PROMPT: Copy exactly the lines from the first line of the records below through the line containing "read view, chain", including both, and nothing else.

LISTED ENTRIES:
----
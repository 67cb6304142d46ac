//! The story garbage collector.
//!
//! A crawler advances a cursor through the global story list, running a
//! fixed number of steps per newly created story plus whatever backlog
//! has accumulated. Each visited story is classified with ordered
//! predicates; only a story that no statement, reader, read view, chain
//! shape or gap tracker can still need is unlinked and destroyed.

use crate::arena::StoryId;
use crate::manager::TxManager;
use crate::story::StoryStatus;

/// Collector steps scheduled per story creation.
pub const GC_STEPS_PER_STORY: usize = 2;

impl TxManager {
    /// Run one collector step: examine the story under the cursor and
    /// either reclassify it or unlink and destroy it.
    pub fn story_gc_step(&mut self) {
        let Some(sid) = self.gc_cursor else {
            // Wrapped around: restart from the head of the list.
            self.gc_cursor = self.all_head;
            return;
        };
        self.gc_cursor = self.stories[sid].all_next;

        let lowest_rv_psn = self.lowest_rv_psn();

        // The order of the checks matters: a directly used story must not
        // be reclassified as read-view-pinned, and so on down.
        {
            let story = &self.stories[sid];
            if story.add_stmt.is_some() || story.del_stmt.is_some() || !story.readers.is_empty() {
                self.story_set_status(sid, StoryStatus::Used);
                return;
            }
        }
        {
            let story = &self.stories[sid];
            if story.add_psn >= lowest_rv_psn || story.del_psn >= lowest_rv_psn {
                self.story_set_status(sid, StoryStatus::ReadView);
                return;
            }
        }
        let index_count = self.stories[sid].index_count;
        for ord in 0..index_count {
            let (newer, older, has_gaps, in_index) = {
                let link = self.stories[sid].link(ord);
                (link.newer, link.older, !link.read_gaps.is_empty(), link.in_index)
            };
            match newer {
                None => {
                    debug_assert!(in_index);
                    // Unlinking the head would promote `older` to the top
                    // without it being physically in the index.
                    if older.is_some() {
                        self.story_set_status(sid, StoryStatus::Used);
                        return;
                    }
                }
                Some(newer) => {
                    // In a secondary index an in-progress newer insertion
                    // may yet be rolled back, resurrecting the need for
                    // this story.
                    if ord > 0 && self.stories[newer].add_stmt.is_some() {
                        self.story_set_status(sid, StoryStatus::Used);
                        return;
                    }
                }
            }
            if has_gaps {
                self.story_set_status(sid, StoryStatus::TrackGap);
                return;
            }
        }

        tracing::debug!(story = %sid, "collecting unreachable story");
        self.story_full_unlink_gc_step(sid);
        self.story_delete(sid);
    }

    /// Run the accumulated collector backlog.
    pub fn story_gc(&mut self) {
        let steps = std::mem::take(&mut self.must_do_gc_steps);
        for _ in 0..steps {
            self.story_gc_step();
        }
    }

    /// Unlink a story from every chain, removing its tuple from an index
    /// when the story is a deleted head. Preserves the top-of-chain
    /// invariant: a head is only ever unlinked when its chain is
    /// otherwise empty, so no successor is silently promoted.
    pub(crate) fn story_full_unlink_gc_step(&mut self, sid: StoryId) {
        let index_count = self.stories[sid].index_count;
        for ord in 0..index_count {
            let newer = self.stories[sid].link(ord).newer;
            match newer {
                None => {
                    let (in_index, older, del_psn) = {
                        let link = self.stories[sid].link(ord);
                        (link.in_index, link.older, self.stories[sid].del_psn)
                    };
                    debug_assert!(in_index);
                    debug_assert!(older.is_none());
                    if del_psn.is_some() && in_index {
                        // The story deletes the tuple: this is where the
                        // tuple finally leaves the index.
                        let tuple = self.stories[sid].tuple.clone();
                        let space = self.stories[sid].space;
                        let (removed, _) = self
                            .spaces
                            .get_mut(&space)
                            .expect("space of a live story")
                            .index_mut(ord)
                            .replace(Some(&tuple), None);
                        debug_assert!(removed.is_some_and(|t| t.same(&tuple)));
                        self.stories[sid].link_mut(ord).in_index = false;
                        if ord == 0 {
                            self.unref_from_primary(sid);
                        }
                    }
                    self.story_unlink(sid, older, ord);
                }
                Some(newer) => {
                    let older = self.stories[sid].link(ord).older;
                    self.stories[newer].link_mut(ord).older = older;
                    if let Some(older) = older {
                        self.stories[older].link_mut(ord).newer = Some(newer);
                    }
                    let link = self.stories[sid].link_mut(ord);
                    link.older = None;
                    link.newer = None;
                }
            }
        }
    }
}

#[cfg(test)]
mod tests {
    use super::*;
    use strata_index::{IndexDef, IndexKey};
    use strata_types::{SpaceId, Tuple, Value};

    fn setup() -> (TxManager, SpaceId) {
        let mut m = TxManager::new();
        let sid = SpaceId::new(1);
        m.create_space(sid, "t", vec![IndexDef::tree("pk", [0], true)])
            .unwrap();
        (m, sid)
    }

    fn drain_gc(m: &mut TxManager) {
        // A couple of full passes over the story list.
        for _ in 0..64 {
            m.story_gc_step();
        }
    }

    #[test]
    fn test_gc_collects_story_of_committed_insert() {
        let (mut m, space) = setup();
        let tx = m.begin();
        m.insert(tx, space, Tuple::new(vec![Value::Int(1)])).unwrap();
        m.commit(tx).unwrap();
        drain_gc(&mut m);
        assert_eq!(m.stories.len(), 0, "committed insert leaves no story");
        // The tuple itself stays in the index.
        assert!(m
            .space(space)
            .unwrap()
            .index(0)
            .get(&IndexKey::new([Value::Int(1)]))
            .is_some());
    }

    #[test]
    fn test_gc_keeps_story_referenced_by_statement() {
        let (mut m, space) = setup();
        let tx = m.begin();
        m.insert(tx, space, Tuple::new(vec![Value::Int(1)])).unwrap();
        drain_gc(&mut m);
        assert!(m.stories.len() > 0, "in-progress statement pins its story");
        assert_eq!(m.stories[m.stories.ids().next().unwrap()].status, StoryStatus::Used);
        m.rollback(tx).unwrap();
    }

    #[test]
    fn test_gc_removes_deleted_head_from_index() {
        let (mut m, space) = setup();
        let tx = m.begin();
        m.insert(tx, space, Tuple::new(vec![Value::Int(1)])).unwrap();
        m.commit(tx).unwrap();

        let tx2 = m.begin();
        let deleted = m
            .delete(tx2, space, &IndexKey::new([Value::Int(1)]))
            .unwrap();
        assert!(deleted.is_some());
        m.commit(tx2).unwrap();
        drain_gc(&mut m);
        assert!(
            m.space(space)
                .unwrap()
                .index(0)
                .get(&IndexKey::new([Value::Int(1)]))
                .is_none(),
            "committed delete physically leaves the index only at collection"
        );
        assert_eq!(m.stories.len(), 0);
    }

    #[test]
    fn test_gc_respects_read_view_pin() {
        let (mut m, space) = setup();
        let tx = m.begin();
        m.insert(tx, space, Tuple::new(vec![Value::Int(1)])).unwrap();
        m.commit(tx).unwrap();
        drain_gc(&mut m);

        // A reader goes to a read view below a newer deleter.
        let reader = m.begin();
        let got = m.get(Some(reader), space, 0, &IndexKey::new([Value::Int(1)])).unwrap();
        assert!(got.is_some());

        let deleter = m.begin();
        m.delete(deleter, space, &IndexKey::new([Value::Int(1)])).unwrap();
        m.prepare(deleter).unwrap();
        assert_eq!(m.txns[&reader].status, crate::txn::TxnStatus::InReadView);
        m.commit(deleter).unwrap();

        drain_gc(&mut m);
        // The story outlives the commit: the reader's view still needs it.
        assert!(m.stories.len() > 0);
        m.rollback(reader).unwrap();
        drain_gc(&mut m);
        assert_eq!(m.stories.len(), 0);
    }
}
----
RESPONSE BELOW:
repository 67cb6304142d46ac
//! The story garbage collector.
//!
//! A crawler advances a cursor through the global story list, running a
//! fixed number of steps per newly created story plus whatever backlog
//! has accumulated. Each visited story is classified with ordered
//! predicates; only a story that no statement, reader, read view, chain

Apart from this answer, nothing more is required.